А потом на Туманный Альбион понаехали суровые кельты и, не желая мириться с таким соседством, постепенно повырезали всех чудищ. Точнее, почти всех. Один недобиток укрылся в непролазной чаще и умудрился дожить аж до 14 века нашей эры, однако был сцапан средневековыми гражданами Англии и живьем закопан в сырую землю. Там бы он и пролежал до морковкиного заговенья, не реши один фермер-рационализатор вспахать столетиями нетронутое поле. Воспользовавшись моментом, древнейший адепт чревоугодия покинул гробницу и поспешил в соседнюю деревню восполнять пробелы по завтракам-обедам-ужинам.
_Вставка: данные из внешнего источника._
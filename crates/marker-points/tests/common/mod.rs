#![allow(dead_code)]

use image::{Rgb, RgbImage, Rgba, RgbaImage};
use std::path::{Path, PathBuf};

pub const GREEN: Rgba<u8> = Rgba([0, 255, 0, 255]);
pub const BLACK: Rgba<u8> = Rgba([0, 0, 0, 255]);

/// Save a `width x height` black PNG with the given pixels recolored.
pub fn write_png(
    dir: &Path,
    name: &str,
    width: u32,
    height: u32,
    marks: &[(u32, u32, Rgba<u8>)],
) -> PathBuf {
    let mut img = RgbaImage::from_pixel(width, height, BLACK);
    for &(x, y, c) in marks {
        img.put_pixel(x, y, c);
    }
    let path = dir.join(name);
    img.save(&path).expect("save png");
    path
}

/// Same as [`write_png`] but without an alpha channel.
pub fn write_rgb_png(
    dir: &Path,
    name: &str,
    width: u32,
    height: u32,
    marks: &[(u32, u32)],
) -> PathBuf {
    let mut img = RgbImage::from_pixel(width, height, Rgb([0, 0, 0]));
    for &(x, y) in marks {
        img.put_pixel(x, y, Rgb([0, 255, 0]));
    }
    let path = dir.join(name);
    img.save(&path).expect("save png");
    path
}
//! marker-points CLI: print the normalized coordinates of marker pixels.

use clap::error::ErrorKind;
use clap::{ArgAction, CommandFactory, Parser, ValueEnum};
use marker_points::core::{CoordMode, ExtractParams, Rgba};
use marker_points::extract::{extract_from_image, load_rgba, ExtractError};
use marker_points::ExtractReport;
use std::io::{BufWriter, Write};
use std::path::{Path, PathBuf};
use std::process::ExitCode;

type CliError = Box<dyn std::error::Error>;
type CliResult<T> = Result<T, CliError>;

const MODE_HELP: &str = "\
Modes:
  gl   origin at the image center, y up, range [-1, 1]; prints `x, y, 0.0`
  img  origin at the top-left pixel, y down, range [0, 1); prints `x, y`";

#[derive(Parser, Debug)]
#[command(name = "marker-points")]
#[command(about = "Extract marker points of one exact color (default #00ff00) from an image")]
#[command(after_help = MODE_HELP)]
#[command(version)]
struct Cli {
    /// Output coordinate convention: `gl` or `img`.
    mode: Option<String>,

    /// Path to the input image.
    image: Option<PathBuf>,

    /// Marker color as hex `RRGGBB` (alpha is always ff).
    color: Option<String>,

    /// What to print on stdout.
    #[arg(long, value_enum, default_value_t = OutputFormat::Text)]
    format: OutputFormat,

    /// Also write a JSON report to this path.
    #[arg(long)]
    out: Option<PathBuf>,

    /// Log more to stderr (repeat for more detail).
    #[arg(short, long, action = ArgAction::Count)]
    verbose: u8,

    /// Only log errors.
    #[arg(short, long, conflicts_with = "verbose")]
    quiet: bool,
}

#[derive(Debug, Clone, Copy, PartialEq, Eq, ValueEnum)]
enum OutputFormat {
    /// One comma-separated line per point.
    Text,
    /// A JSON report with pixel and normalized coordinates.
    Json,
}

fn init_logging(cli: &Cli) {
    #[cfg(feature = "tracing")]
    {
        let _ = cli;
        marker_points::core::init_tracing(false);
    }
    #[cfg(not(feature = "tracing"))]
    {
        let level = marker_points::core::level_from_verbosity(cli.verbose, cli.quiet);
        // Only fails when another logger is already installed.
        let _ = marker_points::core::init_with_level(level);
    }
}

fn main() -> ExitCode {
    match run() {
        Ok(()) => ExitCode::SUCCESS,
        Err(err) => {
            eprintln!("error: {err}");
            ExitCode::FAILURE
        }
    }
}

fn run() -> CliResult<()> {
    let cli = Cli::parse();
    init_logging(&cli);

    let (Some(mode), Some(image)) = (cli.mode.as_deref(), cli.image.as_ref()) else {
        // Missing positionals are a help request, not a failure.
        Cli::command().print_help()?;
        return Ok(());
    };

    let mode: CoordMode = match mode.parse() {
        Ok(mode) => mode,
        Err(err) => Cli::command().error(ErrorKind::InvalidValue, err).exit(),
    };
    let target = match cli.color.as_deref() {
        Some(hex) => Rgba::from_hex(hex).map_err(ExtractError::from)?,
        None => Rgba::DEFAULT_TARGET,
    };
    let params = ExtractParams { mode, target };

    run_extract(&cli, image, params)
}

fn run_extract(cli: &Cli, image: &Path, params: ExtractParams) -> CliResult<()> {
    let img = load_rgba(image)?;
    let markers = extract_from_image(&img, &params);
    log::info!("{} marker pixels matched {}", markers.len(), params.target);

    let report = ExtractReport::new(
        image.display().to_string(),
        img.width() as usize,
        img.height() as usize,
        params,
        markers,
    );

    let stdout = std::io::stdout();
    let mut out = BufWriter::new(stdout.lock());
    match cli.format {
        OutputFormat::Text => {
            for marker in &report.points {
                writeln!(out, "{}", marker.point)?;
            }
        }
        OutputFormat::Json => writeln!(out, "{}", report.to_json_string()?)?,
    }
    out.flush()?;

    if let Some(path) = &cli.out {
        report.write_json(path)?;
        log::info!("report written to {}", path.display());
    }
    Ok(())
}
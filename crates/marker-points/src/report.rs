//! JSON report for one extraction run.

use crate::core::{ExtractParams, MarkerPoint};
use serde::{Deserialize, Serialize};
use std::{fs, path::Path};

#[derive(thiserror::Error, Debug)]
pub enum ReportError {
    #[error(transparent)]
    Io(#[from] std::io::Error),
    #[error(transparent)]
    Json(#[from] serde_json::Error),
}

/// Everything needed to reproduce and consume one run.
#[derive(Debug, Clone, PartialEq, Serialize, Deserialize)]
pub struct ExtractReport {
    pub image_path: String,
    pub width: usize,
    pub height: usize,
    pub params: ExtractParams,
    pub num_points: usize,
    /// Matches in scan order.
    pub points: Vec<MarkerPoint>,
}

impl ExtractReport {
    pub fn new(
        image_path: impl Into<String>,
        width: usize,
        height: usize,
        params: ExtractParams,
        points: Vec<MarkerPoint>,
    ) -> Self {
        Self {
            image_path: image_path.into(),
            width,
            height,
            params,
            num_points: points.len(),
            points,
        }
    }

    pub fn to_json_string(&self) -> Result<String, ReportError> {
        Ok(serde_json::to_string_pretty(self)?)
    }

    /// Load a report from JSON on disk.
    pub fn load_json(path: impl AsRef<Path>) -> Result<Self, ReportError> {
        let raw = fs::read_to_string(path)?;
        Ok(serde_json::from_str(&raw)?)
    }

    /// Write this report to disk as pretty JSON.
    pub fn write_json(&self, path: impl AsRef<Path>) -> Result<(), ReportError> {
        fs::write(path, self.to_json_string()?)?;
        Ok(())
    }
}
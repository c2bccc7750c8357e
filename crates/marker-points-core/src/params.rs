use serde::{Deserialize, Serialize};

use crate::{CoordMode, Rgba};

/// What to look for and how to report it.
#[derive(Clone, Copy, Debug, Default, PartialEq, Eq, Serialize, Deserialize)]
pub struct ExtractParams {
    #[serde(default)]
    pub mode: CoordMode,
    /// Exact color of marker pixels.
    #[serde(default)]
    pub target: Rgba,
}

impl ExtractParams {
    pub fn new(mode: CoordMode) -> Self {
        Self {
            mode,
            ..Self::default()
        }
    }

    pub fn with_target(mut self, target: Rgba) -> Self {
        self.target = target;
        self
    }
}

#[cfg(test)]
mod tests {
    use super::*;

    #[test]
    fn defaults_to_gl_and_green() {
        let params = ExtractParams::default();
        assert_eq!(params.mode, CoordMode::Gl);
        assert_eq!(params.target, Rgba::opaque(0, 255, 0));
    }

    #[test]
    fn missing_fields_fall_back_to_defaults() {
        let params: ExtractParams = serde_json::from_str(r#"{"mode":"img"}"#).unwrap();
        assert_eq!(params, ExtractParams::new(CoordMode::Img));
    }
}
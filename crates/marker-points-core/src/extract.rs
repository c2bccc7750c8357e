//! Exact-color marker scan.
//!
//! Every iterator here walks the image once in row-major order (`y` outer,
//! `x` inner) and yields matches lazily, so the output order is always
//! ascending `y` then ascending `x`.

use std::iter::Enumerate;
use std::slice::ChunksExact;

use crate::image::RGBA_CHANNELS;
use crate::{
    CoordMode, ExtractParams, MarkerPoint, NormalizedPoint, PixelCoords, Rgba, RgbaImageView,
};

/// Pixels whose color equals the target on all four channels.
#[derive(Clone, Debug)]
pub struct MatchingPixels<'a> {
    pixels: Enumerate<ChunksExact<'a, u8>>,
    width: usize,
    target: [u8; 4],
}

impl<'a> MatchingPixels<'a> {
    fn new(view: &RgbaImageView<'a>, target: Rgba) -> Self {
        log::debug!(
            "scanning {}x{} image for {}",
            view.width,
            view.height,
            target
        );
        // `width` is a divisor in `next`.
        let data = if view.is_empty() { &[][..] } else { view.data };
        Self {
            pixels: data.chunks_exact(RGBA_CHANNELS).enumerate(),
            width: view.width,
            target: target.to_array(),
        }
    }
}

impl Iterator for MatchingPixels<'_> {
    type Item = PixelCoords;

    fn next(&mut self) -> Option<PixelCoords> {
        let target = self.target;
        let width = self.width;
        self.pixels
            .find(|(_, px)| *px == target)
            .map(|(i, _)| PixelCoords {
                x: i % width,
                y: i / width,
            })
    }

    fn size_hint(&self) -> (usize, Option<usize>) {
        (0, self.pixels.size_hint().1)
    }
}

/// Matched pixels mapped into a [`CoordMode`].
#[derive(Clone, Debug)]
pub struct MarkerPoints<'a> {
    pixels: MatchingPixels<'a>,
    mode: CoordMode,
    width: usize,
    height: usize,
}

impl Iterator for MarkerPoints<'_> {
    type Item = MarkerPoint;

    fn next(&mut self) -> Option<MarkerPoint> {
        let pixel = self.pixels.next()?;
        Some(MarkerPoint {
            pixel,
            point: self.mode.normalize(pixel.x, pixel.y, self.width, self.height),
        })
    }

    fn size_hint(&self) -> (usize, Option<usize>) {
        self.pixels.size_hint()
    }
}

/// Normalized positions only; see [`extract_points`].
#[derive(Clone, Debug)]
pub struct PointIter<'a> {
    inner: MarkerPoints<'a>,
}

impl Iterator for PointIter<'_> {
    type Item = NormalizedPoint;

    fn next(&mut self) -> Option<NormalizedPoint> {
        self.inner.next().map(|m| m.point)
    }

    fn size_hint(&self) -> (usize, Option<usize>) {
        self.inner.size_hint()
    }
}

/// Source coordinates of every pixel exactly equal to `target`.
pub fn find_matching_pixels<'a>(view: &RgbaImageView<'a>, target: Rgba) -> MatchingPixels<'a> {
    MatchingPixels::new(view, target)
}

/// Matched pixels with both their source and normalized coordinates.
pub fn extract_markers<'a>(view: &RgbaImageView<'a>, params: &ExtractParams) -> MarkerPoints<'a> {
    MarkerPoints {
        pixels: MatchingPixels::new(view, params.target),
        mode: params.mode,
        width: view.width,
        height: view.height,
    }
}

/// Normalized coordinates of every pixel exactly equal to `target`.
///
/// The image is never modified. A zero-area image, or one without the
/// target color, yields an empty sequence.
pub fn extract_points<'a>(
    view: &RgbaImageView<'a>,
    mode: CoordMode,
    target: Rgba,
) -> PointIter<'a> {
    PointIter {
        inner: extract_markers(view, &ExtractParams { mode, target }),
    }
}
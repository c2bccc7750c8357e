//! High-level facade crate for `marker-points`.
//!
//! This crate provides:
//! - re-exports of the image-agnostic core (`marker-points-core`)
//! - (feature-gated) end-to-end helpers that decode an image file with the
//!   `image` crate and run the exact-color marker scan on it
//! - a JSON report type
//! - (feature `cli`) the `marker-points` command-line tool
//!
//! ## Quickstart
//!
//! ```no_run
//! use marker_points::core::{CoordMode, ExtractParams, Rgba};
//! use marker_points::extract;
//!
//! # fn main() -> Result<(), Box<dyn std::error::Error>> {
//! let params = ExtractParams::new(CoordMode::Gl).with_target(Rgba::from_hex("ff00ff")?);
//! for marker in extract::extract_from_path("face.png", &params)? {
//!     println!("{}", marker.point);
//! }
//! # Ok(())
//! # }
//! ```
//!
//! ## Coordinate modes
//! - `gl`: origin at the image center, y up, `x, y, 0.0` per line.
//! - `img`: origin at the top-left pixel, y down, `x, y` per line.

pub use marker_points_core as core;

pub use marker_points_core::{
    extract_markers, extract_points, CoordMode, ExtractParams, MarkerPoint, NormalizedPoint,
    Rgba, RgbaImageView,
};

pub mod report;

#[cfg(feature = "image")]
pub mod extract;

pub use report::{ExtractReport, ReportError};
use marker_points::core::{CoordMode, ExtractParams, Rgba};
use marker_points::extract;

fn main() -> Result<(), Box<dyn std::error::Error>> {
    let Some(path) = std::env::args().nth(1) else {
        eprintln!("Usage: extract_markers <image_path> [color-hex]");
        return Ok(());
    };
    let target = match std::env::args().nth(2) {
        Some(hex) => Rgba::from_hex(&hex)?,
        None => Rgba::DEFAULT_TARGET,
    };

    let img = extract::load_rgba(&path)?;
    for mode in CoordMode::ALL {
        let params = ExtractParams { mode, target };
        let markers = extract::extract_from_image(&img, &params);
        println!("{mode}: {} points", markers.len());
        for m in markers.iter().take(5) {
            println!("  ({:>4}, {:>4}) -> {}", m.pixel.x, m.pixel.y, m.point);
        }
    }

    Ok(())
}
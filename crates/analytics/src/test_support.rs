//! Общие фикстуры для тестов analytics.

use core_types::types::{BinId, Money, Price, Qty, TimestampMs};
use liquidity::{AllocationParams, PerStrategy, PoolAnchor, StrategyAllocation, WeightParams, allocate_all};
use market::snapshot::NumOrStr;
use market::{BinReserve, Candle, Snapshot};

/// 2024-01-01T00:00:00Z
pub const DAY0: i64 = 1_704_067_200_000;
pub const HOUR: i64 = 3_600_000;

/// Снапшот на DAY0 + hour часов, без резервов.
pub fn snap(hour: i64, active: i32) -> Snapshot {
    snap_with_bins(DAY0 + hour * HOUR, active, &[])
}

/// bins: (bin_id, x, y, price), decimals = 0
pub fn snap_with_bins(ts: i64, active: i32, bins: &[(i32, f64, f64, f64)]) -> Snapshot {
    Snapshot {
        timestamp: ts,
        active_bin_id: active,
        bin_step: 100,
        protocol_fee: 2000.0,
        current_price: NumOrStr::Num(2.0),
        decimals_x: 0,
        decimals_y: 0,
        bin_data: bins
            .iter()
            .map(|(id, x, y, p)| BinReserve {
                bin_id: *id,
                liquidity_x: NumOrStr::Str(x.to_string()),
                liquidity_y: NumOrStr::Str(y.to_string()),
                price: NumOrStr::Num(*p),
            })
            .collect(),
    }
}

pub fn candle(ts: i64, open: f64, close: f64, volume: f64) -> Candle {
    Candle {
        ts: TimestampMs(ts),
        open: Price(open),
        high: Price(open.max(close)),
        low: Price(open.min(close)),
        close: Price(close),
        volume: Qty(volume),
    }
}

/// Все три стратегии вокруг бина 100, bin_step 100, цена 2.0
pub fn allocations(usd: f64, range_percent: f64) -> PerStrategy<StrategyAllocation> {
    allocate_all(
        PoolAnchor {
            active_bin: BinId(100),
            price: Price(2.0),
            bin_step: 100,
        },
        AllocationParams {
            total_liquidity: Money(usd),
            range_percent,
            weights: WeightParams::default(),
        },
    )
    .unwrap()
}
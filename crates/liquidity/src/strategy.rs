use std::fmt;
use std::str::FromStr;

use serde::Serialize;

/// Форма распределения ликвидности по бинам
#[derive(Debug, Copy, Clone, PartialEq, Eq, Hash, Serialize)]
#[serde(rename_all = "camelCase")]
pub enum Strategy {
    /// равномерно
    Spot,
    /// колокол вокруг активного бина
    Curve,
    /// перевёрнутый колокол: максимум на краях
    BidAsk,
}

impl Strategy {
    /// Порядок важен: при равенстве в рейтинге побеждает первый.
    pub const ALL: [Strategy; 3] = [Strategy::Spot, Strategy::Curve, Strategy::BidAsk];

    pub fn as_str(self) -> &'static str {
        match self {
            Strategy::Spot => "spot",
            Strategy::Curve => "curve",
            Strategy::BidAsk => "bid_ask",
        }
    }
}

impl fmt::Display for Strategy {
    fn fmt(&self, f: &mut fmt::Formatter<'_>) -> fmt::Result {
        f.write_str(self.as_str())
    }
}

impl FromStr for Strategy {
    type Err = String;

    fn from_str(s: &str) -> Result<Self, Self::Err> {
        match s.trim().to_ascii_lowercase().as_str() {
            "spot" => Ok(Strategy::Spot),
            "curve" => Ok(Strategy::Curve),
            "bid_ask" | "bidask" | "bid-ask" => Ok(Strategy::BidAsk),
            other => Err(format!("unknown strategy: {}", other)),
        }
    }
}

/// Значение на каждую стратегию (spot / curve / bidAsk).
#[derive(Debug, Clone, PartialEq, Default, Serialize)]
#[serde(rename_all = "camelCase")]
pub struct PerStrategy<T> {
    pub spot: T,
    pub curve: T,
    pub bid_ask: T,
}

impl<T> PerStrategy<T> {
    pub fn from_fn(mut f: impl FnMut(Strategy) -> T) -> Self {
        Self {
            spot: f(Strategy::Spot),
            curve: f(Strategy::Curve),
            bid_ask: f(Strategy::BidAsk),
        }
    }

    pub fn try_from_fn<E>(mut f: impl FnMut(Strategy) -> Result<T, E>) -> Result<Self, E> {
        Ok(Self {
            spot: f(Strategy::Spot)?,
            curve: f(Strategy::Curve)?,
            bid_ask: f(Strategy::BidAsk)?,
        })
    }

    pub fn get(&self, s: Strategy) -> &T {
        match s {
            Strategy::Spot => &self.spot,
            Strategy::Curve => &self.curve,
            Strategy::BidAsk => &self.bid_ask,
        }
    }

    pub fn map<U>(&self, mut f: impl FnMut(Strategy, &T) -> U) -> PerStrategy<U> {
        PerStrategy::from_fn(|s| f(s, self.get(s)))
    }

    pub fn iter(&self) -> impl Iterator<Item = (Strategy, &T)> {
        Strategy::ALL.into_iter().map(move |s| (s, self.get(s)))
    }
}

#[cfg(test)]
mod tests {
    use super::*;

    #[test]
    fn parse_accepts_aliases() {
        assert_eq!("bid-ask".parse::<Strategy>().unwrap(), Strategy::BidAsk);
        assert_eq!("Curve".parse::<Strategy>().unwrap(), Strategy::Curve);
        assert!("grid".parse::<Strategy>().is_err());
    }

    #[test]
    fn iter_follows_fixed_order() {
        let p = PerStrategy::from_fn(|s| s.as_str().len());
        let order: Vec<Strategy> = p.iter().map(|(s, _)| s).collect();
        assert_eq!(order, Strategy::ALL.to_vec());
        assert_eq!(*p.get(Strategy::BidAsk), 7);
    }
}
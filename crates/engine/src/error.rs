use thiserror::Error;

use liquidity::AllocationError;

#[derive(Debug, Clone, Error, PartialEq)]
pub enum BacktestError {
    #[error(transparent)]
    Allocation(#[from] AllocationError),

    /// нет снапшотов в окне, не от чего строить аллокацию
    #[error("no snapshots in a {period_days}-day window")]
    EmptyWindow { period_days: u32 },

    /// рынок для периода так и не загрузился
    #[error("no OHLCV candles loaded for the {period_days}-day period")]
    MissingCandles { period_days: u32 },
}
Сколько немыслимых злодеяний было совершено с именем бога на устах, сколько душ человеческих загублено во времена инквизиции, крестовых походов и религиозных войн, а любимой страшилкой кинематографа по-прежнему остается языческое идолопоклонничество с его сектантскими таинствами, залитыми кровью младенцев и девственниц алтарями и напыщенными ритуалами. Сценаристов хлебом не корми, дай нарыть на кукурузном поле какого-нибудь доморощенного ктулху с его местечковым культом и воинственной паствой.
Вот и добившийся в жанре значительных успехов английский хоррор-райтер Клайв Баркер, обожающий смаковать в своих произведениях различные физиологические непотребства, решил не оставаться в стороне и взялся за гуж. Литературные раскопки увенчались краткой историей о восстании первобытного предка
В процессе экранизации лаконичность исходника не воспрепятствовала легкому насилию над текстом. Из окрестностей Лондона сюжет переехал в удручающе-пасмурные декорации ирландской глубинки, где хорошее настроение считается признаком слабоумия, дом, стоящий на земле, а не на колесах — символом изобилия, а утомленные временем, непогодой и вандалами надгробные плиты древнего кладбища — единственной заманухой для туристов. Главному герою в наследство от книжного прототипа досталась жена и двое детей, сам же он трансформировался в альтер-эго Баркера — популярного писателя, прибывшего в глушь исследовать местный фольклор.
Увы, этим удачные коррективы и ограничились, хотя, спору нет, хмурые пейзажи решительно усилили гнетущую атмосферу, а интеллигентность и пытливый ум протагониста помогают имитировать оменовский оживляж с поиском старинных фолиантов, исследованием инфернальных витражей и прочими мистическими кунштюками. Однако все провокационные мизансцены (например, эпизод с поеданием сладкой и хрустящей коленной чашечки ребенка) были из сценария благоразумно изъяты, что нанесло непоправимый урон фирменному авторскому стилю писателя. Кровь и расчлененку подали дозировано в сельской полудетективной манере а-ля «Анискин и Фантомас», а финал и вовсе атрофировали сказочным бурлеском топорных спецэффектов. Карт-бланша удостоили только команду гримеров, которая аутентично воссоздала баркеровские фантазии: под маской свирепого людоеда с трудом угадывается безымянный двухметровый немец, а чумовым челюстям монстра позавидовал бы сам Ричард Кил. И не беда, что на крупных планах физиономия чудища напоминает косоглазую обезьяну с синдромом Дауна.
Формально, в фильме Павлова есть все, чтобы понравиться фанату ужастиков: и захолаживающий кровь музыкальный фон, и заковыристые загадки генезиса языческой мифологии, и жуткий плотоядный гигант, коему сам Дьявол в подметки не годится. Проблема в том, что перемешанные неумелой рукой постановщика-дилетанта разрозненные детали никак не хотят складываться в полноценный трэш и угар. Идеи в фильме проскальзывали, и неплохие — церковь, построенная на жертвенном месте; беременная женщина, как символ бесконечности людского рода; грехопадение священника, попавшего под «золотой дождь» восставшего из ада громилы — но должного развития в сюжете эти мысли так и не получили. Прибавим к этому стандартные узкие места: малобюджетность, отсутствие маркетинговой поддержки с воздуха и чуть менее чем полностью малоизвестный актерский состав.
Неудивительно, что накушавшись критики в свой адрес, Клайв Баркер впоследствии отрешился от помощи извне и работал по принципу «хочешь сделать хорошо — сделай сам». А «Царь зла», растерявший в киноформате весь свой потенциал, так и остался большим неповоротливым чудищем, погребенным под толщей жанровых клише.